● EXERCISE: The answer should consist of every line in the material below that has the word "payloads".
*** Opening EXCERPTED DATA ***
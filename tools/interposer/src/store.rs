//! The on-disk outcome store ("tape").
//!
//! One SQLite file per recording. It holds a format marker, the ordered
//! outcomes recorded for each parameter hash, and the per-channel call order
//! written when a recording session closes.

use std::collections::BTreeMap;
use std::fmt;
use std::path::{Path, PathBuf};

use rusqlite::{params, Connection, OpenFlags, OptionalExtension};
use serde::{Deserialize, Serialize};
use serde_json::{json, Value};

use crate::errors::{CallError, InterposerError};
use crate::logging::{append_run_log, Level};

type StoreResult<T> = Result<T, InterposerError>;

const KEY_FORMAT: &str = "format_version";
/// Marker key used by stores written before `format_version` existed.
const KEY_LEGACY_FORMAT: &str = "version";

#[derive(Debug, Clone, Copy, PartialEq, Eq, Hash, Serialize, Deserialize)]
#[serde(rename_all = "snake_case")]
pub enum Mode {
    Playback,
    Recording,
}

impl Mode {
    pub fn as_str(self) -> &'static str {
        match self {
            Self::Playback => "playback",
            Self::Recording => "recording",
        }
    }
}

/// Version marker of a store; decides how its records are interpreted.
///
/// - 1: bare results, no exceptions
/// - 2: result/exception pairs
/// - 3: the call identity names its channel `channel` (was `context`)
/// - 4: per-channel call order is verified on playback
/// - 5: timestamps and enumerated constants canonicalize
#[derive(Debug, Clone, Copy, PartialEq, Eq, PartialOrd, Ord, Hash, Serialize, Deserialize)]
#[serde(transparent)]
pub struct FormatVersion(u32);

impl FormatVersion {
    pub const LEGACY: Self = Self(1);
    pub const CURRENT: Self = Self(5);

    pub const fn new(version: u32) -> Self {
        Self(version)
    }

    pub fn get(self) -> u32 {
        self.0
    }

    pub fn records_exceptions(self) -> bool {
        self.0 >= 2
    }

    pub fn channel_label(self) -> &'static str {
        if self.0 >= 3 {
            "channel"
        } else {
            "context"
        }
    }

    pub fn tracks_call_order(self) -> bool {
        self.0 >= 4
    }

    pub fn encodes_extended_params(self) -> bool {
        self.0 >= 5
    }
}

impl fmt::Display for FormatVersion {
    fn fmt(&self, f: &mut fmt::Formatter<'_>) -> fmt::Result {
        write!(f, "{}", self.0)
    }
}

/// What one occurrence of a call produced.
#[derive(Debug, Clone, PartialEq, Serialize, Deserialize)]
#[serde(rename_all = "snake_case")]
pub enum Outcome {
    Result(Value),
    Exception(CallError),
}

impl Outcome {
    pub fn is_exception(&self) -> bool {
        matches!(self, Self::Exception(_))
    }
}

/// Stored shape of an outcome from format 2 on.
#[derive(Debug, Serialize, Deserialize)]
struct OutcomePair {
    result: Value,
    exception: Option<CallError>,
}

pub fn encode_outcome(format: FormatVersion, outcome: &Outcome) -> StoreResult<String> {
    let encoded = if format.records_exceptions() {
        let pair = match outcome {
            Outcome::Result(result) => OutcomePair {
                result: result.clone(),
                exception: None,
            },
            Outcome::Exception(error) => OutcomePair {
                result: Value::Null,
                exception: Some(error.clone()),
            },
        };
        serde_json::to_string(&pair)
    } else {
        match outcome {
            Outcome::Result(result) => serde_json::to_string(result),
            Outcome::Exception(error) => {
                return Err(InterposerError::Playback(format!(
                    "format {format} recordings cannot hold exceptions ({error})"
                )))
            }
        }
    };
    encoded.map_err(|e| InterposerError::Database(e.to_string()))
}

pub fn decode_outcome(format: FormatVersion, payload: &str) -> StoreResult<Outcome> {
    let corrupt = |e: serde_json::Error| InterposerError::Database(format!("corrupt outcome: {e}"));
    if !format.records_exceptions() {
        return serde_json::from_str(payload).map(Outcome::Result).map_err(corrupt);
    }
    let pair: OutcomePair = serde_json::from_str(payload).map_err(corrupt)?;
    Ok(match pair.exception {
        Some(error) => Outcome::Exception(error),
        None => Outcome::Result(pair.result),
    })
}

pub type ChannelOrder = BTreeMap<String, Vec<Value>>;

/// Everything a store holds, for offline inspection.
#[derive(Debug, Clone, PartialEq, Serialize)]
pub struct TapeDump {
    pub format_version: FormatVersion,
    pub outcomes: BTreeMap<String, Vec<Outcome>>,
    pub channel_order: ChannelOrder,
}

impl TapeDump {
    pub fn outcome_count(&self) -> usize {
        self.outcomes.values().map(Vec::len).sum()
    }
}

pub struct Store {
    conn: Option<Connection>,
    path: PathBuf,
    mode: Mode,
    format: FormatVersion,
}

impl Store {
    /// Playback opens read-only and requires an existing recording;
    /// Recording creates the file when absent.
    pub fn open(path: impl AsRef<Path>, mode: Mode) -> StoreResult<Self> {
        let path = path.as_ref().to_path_buf();
        let (conn, format) = match mode {
            Mode::Playback => open_for_playback(&path)?,
            Mode::Recording => open_for_recording(&path)?,
        };
        append_run_log(
            Level::Debug,
            "tape_store.opened",
            json!({
                "path": path.display().to_string(),
                "mode": mode.as_str(),
                "format_version": format.get(),
            }),
        );
        Ok(Self {
            conn: Some(conn),
            path,
            mode,
            format,
        })
    }

    pub fn path(&self) -> &Path {
        &self.path
    }

    pub fn mode(&self) -> Mode {
        self.mode
    }

    pub fn format_version(&self) -> FormatVersion {
        self.format
    }

    pub fn is_open(&self) -> bool {
        self.conn.is_some()
    }

    fn conn(&self) -> StoreResult<&Connection> {
        self.conn.as_ref().ok_or(InterposerError::Closed)
    }

    /// All outcomes recorded for `hash`, in recording order.
    pub fn get(&self, hash: &str) -> StoreResult<Option<Vec<Outcome>>> {
        let conn = self.conn()?;
        let mut statement = conn
            .prepare("SELECT payload FROM outcomes WHERE hash = ?1 ORDER BY idx ASC")
            .map_err(db_err)?;
        let payloads = statement
            .query_map([hash], |row| row.get::<_, String>(0))
            .map_err(db_err)?
            .collect::<Result<Vec<_>, _>>()
            .map_err(db_err)?;
        if payloads.is_empty() {
            return Ok(None);
        }
        payloads
            .iter()
            .map(|payload| decode_outcome(self.format, payload))
            .collect::<StoreResult<Vec<_>>>()
            .map(Some)
    }

    /// Append `outcome` after the ones already stored for `hash`; returns its index.
    pub fn append(&self, hash: &str, outcome: &Outcome) -> StoreResult<usize> {
        if self.mode != Mode::Recording {
            return Err(InterposerError::Playback(
                "cannot append to a recording opened for playback".to_string(),
            ));
        }
        let payload = encode_outcome(self.format, outcome)?;
        let conn = self.conn()?;
        let next: i64 = conn
            .query_row(
                "SELECT COALESCE(MAX(idx) + 1, 0) FROM outcomes WHERE hash = ?1",
                [hash],
                |row| row.get(0),
            )
            .map_err(db_err)?;
        conn.execute(
            "INSERT INTO outcomes(hash, idx, payload) VALUES (?1, ?2, ?3)",
            params![hash, next, payload],
        )
        .map_err(db_err)?;
        Ok(next as usize)
    }

    /// The per-channel call order written by the last recording session.
    pub fn channel_order(&self) -> StoreResult<ChannelOrder> {
        let conn = self.conn()?;
        let mut order = ChannelOrder::new();
        if !table_exists(conn, "channel_order")? {
            return Ok(order);
        }
        let mut statement = conn
            .prepare("SELECT channel, call FROM channel_order ORDER BY channel ASC, idx ASC")
            .map_err(db_err)?;
        let rows = statement
            .query_map([], |row| Ok((row.get::<_, String>(0)?, row.get::<_, String>(1)?)))
            .map_err(db_err)?
            .collect::<Result<Vec<_>, _>>()
            .map_err(db_err)?;
        for (channel, call) in rows {
            let call: Value = serde_json::from_str(&call)
                .map_err(|e| InterposerError::Database(format!("corrupt call order: {e}")))?;
            order.entry(channel).or_default().push(call);
        }
        Ok(order)
    }

    /// Replace the stored call order with `order` in one transaction.
    pub fn write_channel_order(&mut self, order: &ChannelOrder) -> StoreResult<()> {
        if self.mode != Mode::Recording {
            return Err(InterposerError::Playback(
                "cannot write call order to a recording opened for playback".to_string(),
            ));
        }
        let conn = self.conn.as_mut().ok_or(InterposerError::Closed)?;
        let tx = conn.transaction().map_err(db_err)?;
        tx.execute("DELETE FROM channel_order", []).map_err(db_err)?;
        for (channel, calls) in order {
            for (idx, call) in calls.iter().enumerate() {
                let call = serde_json::to_string(call)
                    .map_err(|e| InterposerError::Database(e.to_string()))?;
                tx.execute(
                    "INSERT INTO channel_order(channel, idx, call) VALUES (?1, ?2, ?3)",
                    params![channel, idx as i64, call],
                )
                .map_err(db_err)?;
            }
        }
        tx.commit().map_err(db_err)
    }

    pub fn dump(&self) -> StoreResult<TapeDump> {
        let conn = self.conn()?;
        let mut statement = conn
            .prepare("SELECT hash, payload FROM outcomes ORDER BY hash ASC, idx ASC")
            .map_err(db_err)?;
        let rows = statement
            .query_map([], |row| Ok((row.get::<_, String>(0)?, row.get::<_, String>(1)?)))
            .map_err(db_err)?
            .collect::<Result<Vec<_>, _>>()
            .map_err(db_err)?;
        let mut outcomes: BTreeMap<String, Vec<Outcome>> = BTreeMap::new();
        for (hash, payload) in rows {
            let outcome = decode_outcome(self.format, &payload)?;
            outcomes.entry(hash).or_default().push(outcome);
        }
        Ok(TapeDump {
            format_version: self.format,
            outcomes,
            channel_order: self.channel_order()?,
        })
    }

    /// Release the file. Closing a closed store does nothing.
    pub fn close(&mut self) -> StoreResult<()> {
        let Some(conn) = self.conn.take() else {
            return Ok(());
        };
        conn.close().map_err(|(_, e)| db_err(e))?;
        append_run_log(
            Level::Debug,
            "tape_store.closed",
            json!({ "path": self.path.display().to_string(), "mode": self.mode.as_str() }),
        );
        Ok(())
    }
}

fn open_for_playback(path: &Path) -> StoreResult<(Connection, FormatVersion)> {
    if !path.is_file() {
        return Err(InterposerError::StoreNotFound(path.to_path_buf()));
    }
    let conn = Connection::open_with_flags(path, OpenFlags::SQLITE_OPEN_READ_ONLY).map_err(db_err)?;
    if !table_exists(&conn, "outcomes")? {
        return Err(InterposerError::Playback(format!(
            "{} holds no recorded outcomes",
            path.display()
        )));
    }
    let format = read_format(&conn)?.unwrap_or(FormatVersion::LEGACY);
    if format > FormatVersion::CURRENT {
        return Err(InterposerError::IncompatibleFormat {
            found: format.get(),
            expected: FormatVersion::CURRENT.get(),
        });
    }
    Ok((conn, format))
}

fn open_for_recording(path: &Path) -> StoreResult<(Connection, FormatVersion)> {
    if let Some(parent) = path.parent() {
        std::fs::create_dir_all(parent).map_err(|e| InterposerError::Io(e.to_string()))?;
    }

    // A zero-byte file is what an interrupted copy or compression step leaves.
    if path.exists() {
        let meta = std::fs::metadata(path).map_err(|e| InterposerError::Io(e.to_string()))?;
        if meta.len() == 0 {
            return Err(InterposerError::Database(format!(
                "recording is 0 bytes (corrupt): {}",
                path.display()
            )));
        }
    }

    let mut conn = Connection::open(path).map_err(db_err)?;
    conn.pragma_update(None, "synchronous", "FULL")
        .map_err(db_err)?;
    // Outcomes without a marker were written before versioning existed.
    let existing = match read_format(&conn)? {
        Some(format) => Some(format),
        None => table_exists(&conn, "outcomes")?.then_some(FormatVersion::LEGACY),
    };
    if let Some(format) = existing.filter(|format| *format != FormatVersion::CURRENT) {
        return Err(InterposerError::IncompatibleFormat {
            found: format.get(),
            expected: FormatVersion::CURRENT.get(),
        });
    }

    run_migrations(&mut conn)?;
    if read_format(&conn)?.is_none() {
        conn.execute(
            "INSERT INTO tape_meta(key, value) VALUES (?1, ?2)",
            params![KEY_FORMAT, FormatVersion::CURRENT.get().to_string()],
        )
        .map_err(db_err)?;
    }
    Ok((conn, FormatVersion::CURRENT))
}

fn read_format(conn: &Connection) -> StoreResult<Option<FormatVersion>> {
    if !table_exists(conn, "tape_meta")? {
        return Ok(None);
    }
    for key in [KEY_FORMAT, KEY_LEGACY_FORMAT] {
        let value: Option<String> = conn
            .query_row("SELECT value FROM tape_meta WHERE key = ?1", [key], |row| row.get(0))
            .optional()
            .map_err(db_err)?;
        if let Some(value) = value {
            let version = value.trim().parse::<u32>().map_err(|_| {
                InterposerError::Database(format!("invalid format marker `{value}`"))
            })?;
            return Ok(Some(FormatVersion::new(version)));
        }
    }
    Ok(None)
}

fn table_exists(conn: &Connection, name: &str) -> StoreResult<bool> {
    conn.query_row(
        "SELECT 1 FROM sqlite_master WHERE type = 'table' AND name = ?1",
        [name],
        |_| Ok(()),
    )
    .optional()
    .map(|found| found.is_some())
    .map_err(db_err)
}

fn run_migrations(conn: &mut Connection) -> StoreResult<()> {
    let migrations = [(1_i64, include_str!("../migrations/0001_tape.sql"))];

    conn.execute_batch(
        "CREATE TABLE IF NOT EXISTS schema_migrations (version INTEGER PRIMARY KEY, applied_at INTEGER NOT NULL);",
    )
    .map_err(db_err)?;

    for (version, sql) in migrations {
        let exists = conn
            .query_row(
                "SELECT 1 FROM schema_migrations WHERE version = ?1 LIMIT 1",
                [version],
                |_| Ok(()),
            )
            .optional()
            .map_err(db_err)?
            .is_some();
        if exists {
            continue;
        }

        let tx = conn.transaction().map_err(db_err)?;
        tx.execute_batch(sql).map_err(db_err)?;
        tx.execute(
            "INSERT INTO schema_migrations(version, applied_at) VALUES (?1, ?2)",
            params![version, chrono::Utc::now().timestamp()],
        )
        .map_err(db_err)?;
        tx.commit().map_err(db_err)?;
        append_run_log(
            Level::Info,
            "tape_store.migration.applied",
            json!({ "version": version }),
        );
    }
    Ok(())
}

fn db_err(error: rusqlite::Error) -> InterposerError {
    InterposerError::Database(error.to_string())
}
*** Closing EXCERPTED DATA ***
● TASK SOLUTION:
        let payloads = statement
        if payloads.is_empty() {
        payloads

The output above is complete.